HAY DIMENSIONES DE LA CONDUCTA HUMANA QUE TODAVÍA NO SABEMOS VER
Palabras que conviene revisar
No todas las palabras describen la realidad: algunas también la ordenan. Y esto no es sencillo de verlo, asumirlo.
Liderazgo
Significado habitual: capacidad de conducir, inspirar y organizar a otros hacia un objetivo.
Lo que queda oculto: el liderazgo se presenta como una virtud individual; funciona como una forma legitimada de concentrar poder, imponer sentidos y evitar preguntas sobre los efectos que produce en los demás.
Mérito / Meritocracia
Significado habitual: idea de que cada persona llega hasta donde su esfuerzo, talento y disciplina le permiten.

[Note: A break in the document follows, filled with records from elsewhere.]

#[cfg(test)]
mod tests {
    use super::*;
    use crate::consent::{AllowAll, StaticConsent};
    use crate::pipeline::uploader::{ScriptedTransport, TransportReply};
    use crate::types::{Modality, PrivacyScope};
    use chrono::{DateTime, Duration, TimeZone};

    fn t0() -> DateTime<Utc> {
        Utc.with_ymd_and_hms(2026, 3, 1, 12, 0, 0).unwrap()
    }

    fn make_event(identity: &str, offset_secs: i64) -> CaptureEvent {
        CaptureEvent {
            identity: identity.to_string(),
            event_type: "key_burst".to_string(),
            occurred_at: t0() + Duration::seconds(offset_secs),
            payload: identity.as_bytes().to_vec(),
            source_tag: "keystroke".to_string(),
            privacy_scope: PrivacyScope::Shared,
            consent_version: 1,
        }
    }

    fn test_store() -> Arc<EventStore> {
        let store = Arc::new(EventStore::open_in_memory().unwrap());
        store.migrate().unwrap();
        store
    }

    fn client_with_script(
        config: PipelineConfig,
        replies: Vec<crate::error::Result<TransportReply>>,
    ) -> (Arc<IngestClient>, Arc<ScriptedTransport>) {
        let transport = Arc::new(ScriptedTransport::new(replies));
        let uploader = Uploader::with_transport(transport.clone(), "device-1", 3);
        let client = IngestClient::new(
            test_store(),
            Some(uploader),
            Arc::new(AllowAll),
            config,
        )
        .unwrap();
        (client, transport)
    }

    #[tokio::test(start_paused = true)]
    async fn test_consent_denied_never_persists() {
        let transport = Arc::new(ScriptedTransport::new(vec![]));
        let uploader = Uploader::with_transport(transport, "device-1", 3);
        let consent = StaticConsent::new(vec![Modality::Scroll]);
        let client = IngestClient::new(
            test_store(),
            Some(uploader),
            Arc::new(consent),
            PipelineConfig::default(),
        )
        .unwrap();

        let err = client.enqueue(make_event("evt-1", 0)).await.unwrap_err();
        assert!(matches!(err, Error::ConsentDenied(_)));
        assert_eq!(client.pending_count(), 0);
    }

    #[tokio::test(start_paused = true)]
    async fn test_enqueue_dedups() {
        let (client, _) = client_with_script(PipelineConfig::default(), vec![]);

        assert_eq!(
            client.enqueue(make_event("evt-1", 0)).await.unwrap(),
            StoreOutcome::Inserted
        );
        assert_eq!(
            client.enqueue(make_event("evt-1", 0)).await.unwrap(),
            StoreOutcome::DuplicateSkipped
        );
        assert_eq!(client.pending_count(), 1);
    }

    #[tokio::test(start_paused = true)]
    async fn test_flush_drains_in_occurrence_order() {
        // Scenario: 10 events, batch_size 5 - two batches, queue empty after
        let config = PipelineConfig {
            batch_size: 5,
            ..Default::default()
        };
        let (client, transport) = client_with_script(config, vec![]);

        for i in 0..10 {
            client
                .enqueue(make_event(&format!("evt-{}", i), i))
                .await
                .unwrap();
        }

        let uploaded = client.flush().await.unwrap();
        assert!(uploaded);
        assert!(transport.calls() >= 2, "two batches expected");
        assert_eq!(client.pending_count(), 0);
        assert_eq!(client.stats().total_uploaded, 10);
        assert_eq!(client.state(), ClientState::Idle);
    }

    #[tokio::test(start_paused = true)]
    async fn test_flush_transient_failures_then_success() {
        // 503 twice then 200, within the uploader's 3 attempts
        let config = PipelineConfig {
            batch_size: 5,
            ..Default::default()
        };
        let (client, _) = client_with_script(
            config,
            vec![
                ScriptedTransport::reply(503),
                ScriptedTransport::reply(503),
                ScriptedTransport::reply(200),
            ],
        );

        client.enqueue(make_event("evt-1", 0)).await.unwrap();
        assert!(client.flush().await.unwrap());
        assert_eq!(client.pending_count(), 0);
        assert_eq!(client.stats().total_uploaded, 1);
    }

    #[tokio::test(start_paused = true)]
    async fn test_flush_failure_leaves_events_and_backs_off() {
        let config = PipelineConfig {
            batch_size: 5,
            ..Default::default()
        };
        let (client, _) =
            client_with_script(config, vec![ScriptedTransport::reply(400)]);

        client.enqueue(make_event("evt-1", 0)).await.unwrap();
        assert!(!client.flush().await.unwrap());
        assert_eq!(client.state(), ClientState::Error);
        assert_eq!(client.pending_count(), 1);

        // The failed batch was backed off: not due right now
        let due = client.queue().get_pending_events(10, Utc::now()).unwrap();
        assert!(due.is_empty(), "failed events should be backing off");

        // Still pending, and due again once the backoff expires
        let due = client
            .queue()
            .get_pending_events(10, Utc::now() + Duration::days(1))
            .unwrap();
        assert_eq!(due.len(), 1);
        assert_eq!(due[0].retry_count, 1);
        assert!(due[0].last_error.is_some());
    }

    #[tokio::test(start_paused = true)]
    async fn test_flush_disabled_uploader_is_noop() {
        let client = IngestClient::new(
            test_store(),
            None,
            Arc::new(AllowAll),
            PipelineConfig::default(),
        )
        .unwrap();

        client.enqueue(make_event("evt-1", 0)).await.unwrap();
        assert!(!client.flush().await.unwrap());
        assert_eq!(client.pending_count(), 1, "events stay queued locally");
    }

    #[tokio::test(start_paused = true)]
    async fn test_queue_full_rejects_after_failed_flush() {
        let config = PipelineConfig {
            batch_size: 2,
            max_queue_size: 3,
            ..Default::default()
        };
        // Every upload attempt fails permanently
        let (client, _) = client_with_script(
            config,
            vec![
                ScriptedTransport::reply(400),
                ScriptedTransport::reply(400),
                ScriptedTransport::reply(400),
                ScriptedTransport::reply(400),
            ],
        );

        for i in 0..3 {
            client
                .enqueue(make_event(&format!("evt-{}", i), i))
                .await
                .unwrap();
        }

        let err = client.enqueue(make_event("evt-9", 9)).await.unwrap_err();
        assert!(matches!(err, Error::QueueFull(3)));
        assert_eq!(client.pending_count(), 3);
    }

    #[tokio::test(start_paused = true)]
    async fn test_pause_resume_axis() {
        let (client, _) = client_with_script(PipelineConfig::default(), vec![]);

        assert!(!client.is_paused());
        client.pause();
        assert!(client.is_paused());
        // Pausing does not touch the upload state or the queue
        assert_eq!(client.state(), ClientState::Idle);
        client.resume();
        assert!(!client.is_paused());
    }

    #[tokio::test(start_paused = true)]
    async fn test_stats_survive_restart() {
        let store = test_store();
        let config = PipelineConfig {
            batch_size: 5,
            ..Default::default()
        };

        {
            let transport = Arc::new(ScriptedTransport::new(vec![]));
            let uploader = Uploader::with_transport(transport, "device-1", 3);
            let client = IngestClient::new(
                store.clone(),
                Some(uploader),
                Arc::new(AllowAll),
                config.clone(),
            )
            .unwrap();

            client.enqueue(make_event("evt-1", 0)).await.unwrap();
            client.flush().await.unwrap();
            assert_eq!(client.stats().total_uploaded, 1);
        }

        // A fresh client over the same store sees the persisted stats
        let transport = Arc::new(ScriptedTransport::new(vec![]));
        let uploader = Uploader::with_transport(transport, "device-1", 3);
        let client =
            IngestClient::new(store, Some(uploader), Arc::new(AllowAll), config).unwrap();
        assert_eq!(client.stats().total_uploaded, 1);
    }
}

Lo que conviene revisar: esta mirada oculta algo importante. No todos partimos del mismo lugar ni disponemos de los mismos recursos, redes, reconocimiento o tiempo. Esta mirada convierte privilegios previos en supuesta justicia, igualdad y aptitudes personales casi únicas.
Resiliencia
Significado habitual: capacidad de sobreponerse a la adversidad. Tenerla es ser fuerte, capaz, único.
Lo que tal vez queda oculto: puede transformarse en una exigencia silenciosa para soportar lo insoportable. En vez de preguntarnos qué daña a las personas, se termina celebrando cuánto aguantan. Esto afecta la salud mental.
Innovación
Significado habitual: creación de algo nuevo y valioso.
Lo que la innovación no nos dice: lo nuevo no siempre mejora la vida. Muchas veces la innovación cambia formas, procesos o discursos sin alterar relaciones de fondo, desigualdades o violencias ya normalizadas.
Productividad
Significado habitual: capacidad de producir más en menos tiempo o con menos recursos.
Lo que conviene revisar: este significado parece neutral, pero casi siempre responde a una pregunta incompleta: producir más, ¿para quién?, ¿a qué costo?, ¿a costa de qué vínculos, cuerpos o tiempos de vida?
RRHH
Significado habitual: área o función dedicada a gestionar personas dentro de una organización.
Qué ocurre si lo revisamos: el nombre ya dice bastante, porque convierte a las personas en recurso. Es una forma de lenguaje que parece administrativa, pero que también revela una manera de concebir a lo humano.
Capital Humano
Significado habitual: conjunto de conocimientos, habilidades y capacidades que una persona aporta a la economía, al trabajo, a la empresa.
Lo que deja oculto: toma dimensiones humanas y las traduce al idioma del progreso, las inversiones, ratios. No solo describe capacidades: también enseña a ver a las personas según su utilidad; ojo con este descripción.
Desarrollo
Significado habitual: proceso de mejora, crecimiento o avance de una persona, organización o sociedad.
Lo que el desarrollo no nos dice: es una de las palabras más prestigiosas y menos interrogadas. Se la usa como si todos entendiéramos lo mismo, pero muchas veces nombra procesos que mejoran indicadores mientras empeora la vida concreta de las personas.
Empleo
Significado habitual: trabajo remunerado realizado dentro de una estructura formal.
Lo que conviene revisar: solemos tratarlo como sinónimo de inclusión y oportunidades. La famosa frase, el trabajo dignifica, aunque para la mayoría de las personas, el empleo también es cansancio crónico, silenciamiento, miedo, dependencia o desgaste cotidiano.
Progreso
Significado habitual: avanzar hacia una condición, hacia un lugar mejor.
Conviene revisar y recordar: es una palabra poderosa y seductora, pero se usa sin detenernos a preguntar mejor para quiénes, a costa de quiénes y según qué idea de «una vida mejor».
Mercado
Significado habitual: espacio donde se intercambian bienes y servicios según oferta y demanda.
Podemos desagregar: se habla del mercado como si fuera una entidad con voluntad propia: «reacciona», «exige», «castiga» y «premia». Esa forma de nombrarlo le da apariencia de fuerza natural cuando en realidad son decisiones profundamente humanas, por eso políticamente correctas e incorrectas. Los mercados no son inocentes.
Normal
Significado habitual: aquello que se considera habitual, esperable y correcto.
Lo que conviene saber: lo normal no siempre es justo ni sano. Muchas prácticas dañinas persisten precisamente porque fueron normalizadas.